I lived in Atlanta a total of 5 1/2 years. You DO NOT want to live within 50 miles of Downtown! The traffic is brutal, ranking in the top 15 in the world for congestion. Roswell is just north of Atlanta city limits so avoid it as well. Athens is far enough away to be its own hub.. Chattanooga I've visited a few times and found it very appealing. Its a good 90 minutes from Atlanta and TN has no state income tax.


Greenville SC has a great downtown and is two hours either way from metro Atlanta or Charlotte.

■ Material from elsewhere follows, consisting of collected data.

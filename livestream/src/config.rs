//! Configuration for the livestream flow.

use crate::content_store::{Collections, RestContentStore};
use crate::credentials::{CredentialManager, FileTokenStore};
use crate::lifecycle::DEFAULT_SETTLE_DELAY;
use crate::oauth::{OAuthConfig, OAuthManager};
use crate::poller::DEFAULT_POLL_INTERVAL;
use crate::youtube_api::{BroadcastPrivacyStatus, YOUTUBE_API_BASE, YouTubeClient};
use std::path::PathBuf;
use std::sync::Arc;
use std::time::Duration;

/// Knobs for a [`crate::Broadcaster`].
#[derive(Debug, Clone)]
pub struct LiveConfig {
    /// Pause between entering `testing` and requesting `live`
    pub settle_delay: Duration,

    /// Status polling interval
    pub poll_interval: Duration,

    /// Privacy of newly provisioned broadcasts
    pub privacy_status: BroadcastPrivacyStatus,
}

impl Default for LiveConfig {
    fn default() -> Self {
        Self {
            settle_delay: DEFAULT_SETTLE_DELAY,
            poll_interval: DEFAULT_POLL_INTERVAL,
            privacy_status: BroadcastPrivacyStatus::Public,
        }
    }
}

/// Settings shared by every `livestream` subcommand.
#[derive(clap::Args, Debug, Clone)]
pub struct Settings {
    /// Google OAuth client id.
    #[arg(long, env = "YOUTUBE_CLIENT_ID")]
    pub client_id: String,

    /// Google OAuth client secret.
    #[arg(long, env = "YOUTUBE_CLIENT_SECRET", hide_env_values = true)]
    pub client_secret: String,

    /// Where access and refresh tokens are kept between runs.
    #[arg(long, env = "LIVESTREAM_TOKEN_FILE", default_value = "tokens.json")]
    pub token_file: PathBuf,

    /// YouTube Data API base URL.
    #[arg(long, env = "YOUTUBE_API_BASE", default_value = YOUTUBE_API_BASE)]
    pub api_base_url: String,

    /// Base URL of the CMS holding session and sermon records.
    #[arg(long, env = "CMS_URL", default_value = "http://localhost:1337")]
    pub cms_url: String,

    /// CMS API token.
    #[arg(long, env = "CMS_API_TOKEN", hide_env_values = true)]
    pub cms_token: Option<String>,

    /// CMS collection holding the live broadcast session.
    #[arg(long, env = "CMS_SESSIONS_COLLECTION", default_value = "live-streams")]
    pub sessions_collection: String,

    /// CMS collection finished broadcasts are archived into.
    #[arg(long, env = "CMS_ARCHIVE_COLLECTION", default_value = "sermons")]
    pub archive_collection: String,

    /// Privacy of newly provisioned broadcasts (public, unlisted or private).
    #[arg(long, env = "LIVESTREAM_PRIVACY", default_value = "public")]
    pub privacy: BroadcastPrivacyStatus,

    /// Seconds between entering testing and going live.
    #[arg(long, env = "LIVESTREAM_SETTLE_SECS", default_value = "2")]
    pub settle_secs: u64,

    /// Seconds between status polls.
    #[arg(long, env = "LIVESTREAM_POLL_SECS", default_value = "5")]
    pub poll_secs: u64,
}

impl Settings {
    pub fn live_config(&self) -> LiveConfig {
        LiveConfig {
            settle_delay: Duration::from_secs(self.settle_secs),
            poll_interval: Duration::from_secs(self.poll_secs),
            privacy_status: self.privacy,
        }
    }

    pub fn collections(&self) -> Collections {
        Collections {
            sessions: self.sessions_collection.clone(),
            played_items: self.archive_collection.clone(),
        }
    }

    pub fn credentials(&self) -> eyre::Result<CredentialManager> {
        let oauth = OAuthManager::new(OAuthConfig::google(&self.client_id, &self.client_secret))?;
        Ok(CredentialManager::new(
            Arc::new(FileTokenStore::new(&self.token_file)),
            Arc::new(oauth),
        ))
    }

    pub fn youtube_client(&self) -> eyre::Result<YouTubeClient> {
        YouTubeClient::new(self.credentials()?, &self.api_base_url)
    }

    pub fn content_store(&self) -> eyre::Result<RestContentStore> {
        RestContentStore::new(&self.cms_url, self.cms_token.clone(), self.collections())
    }
}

Avoid MS. I think it is too far removed from conveniences you will miss associated with a big city. Something to think about two with Greenville. At least Athens or Chattanooga aren't too far from Atlanta. Healthcare, entertainment, air travel I would think about.


Is there a reason you are only looking toward the southeast? I'm in Texas and can vouch for
1. small towns between Austin and San Antonio (80 miles between them),
2. Huntsville, TX (Sam Houston State U) which is about an 55 miles north of Houston in a heavily wooded area.
3. Bryan/College Station, Texas (home of Texas A&M University), in the Brazos Valley. Similar to Athens, GA and about 90 minutes from either Houston to the southeast or Austin to the west.


4. Sherman, Texas - 60 miles due north of Dallas.
Again, no state income tax.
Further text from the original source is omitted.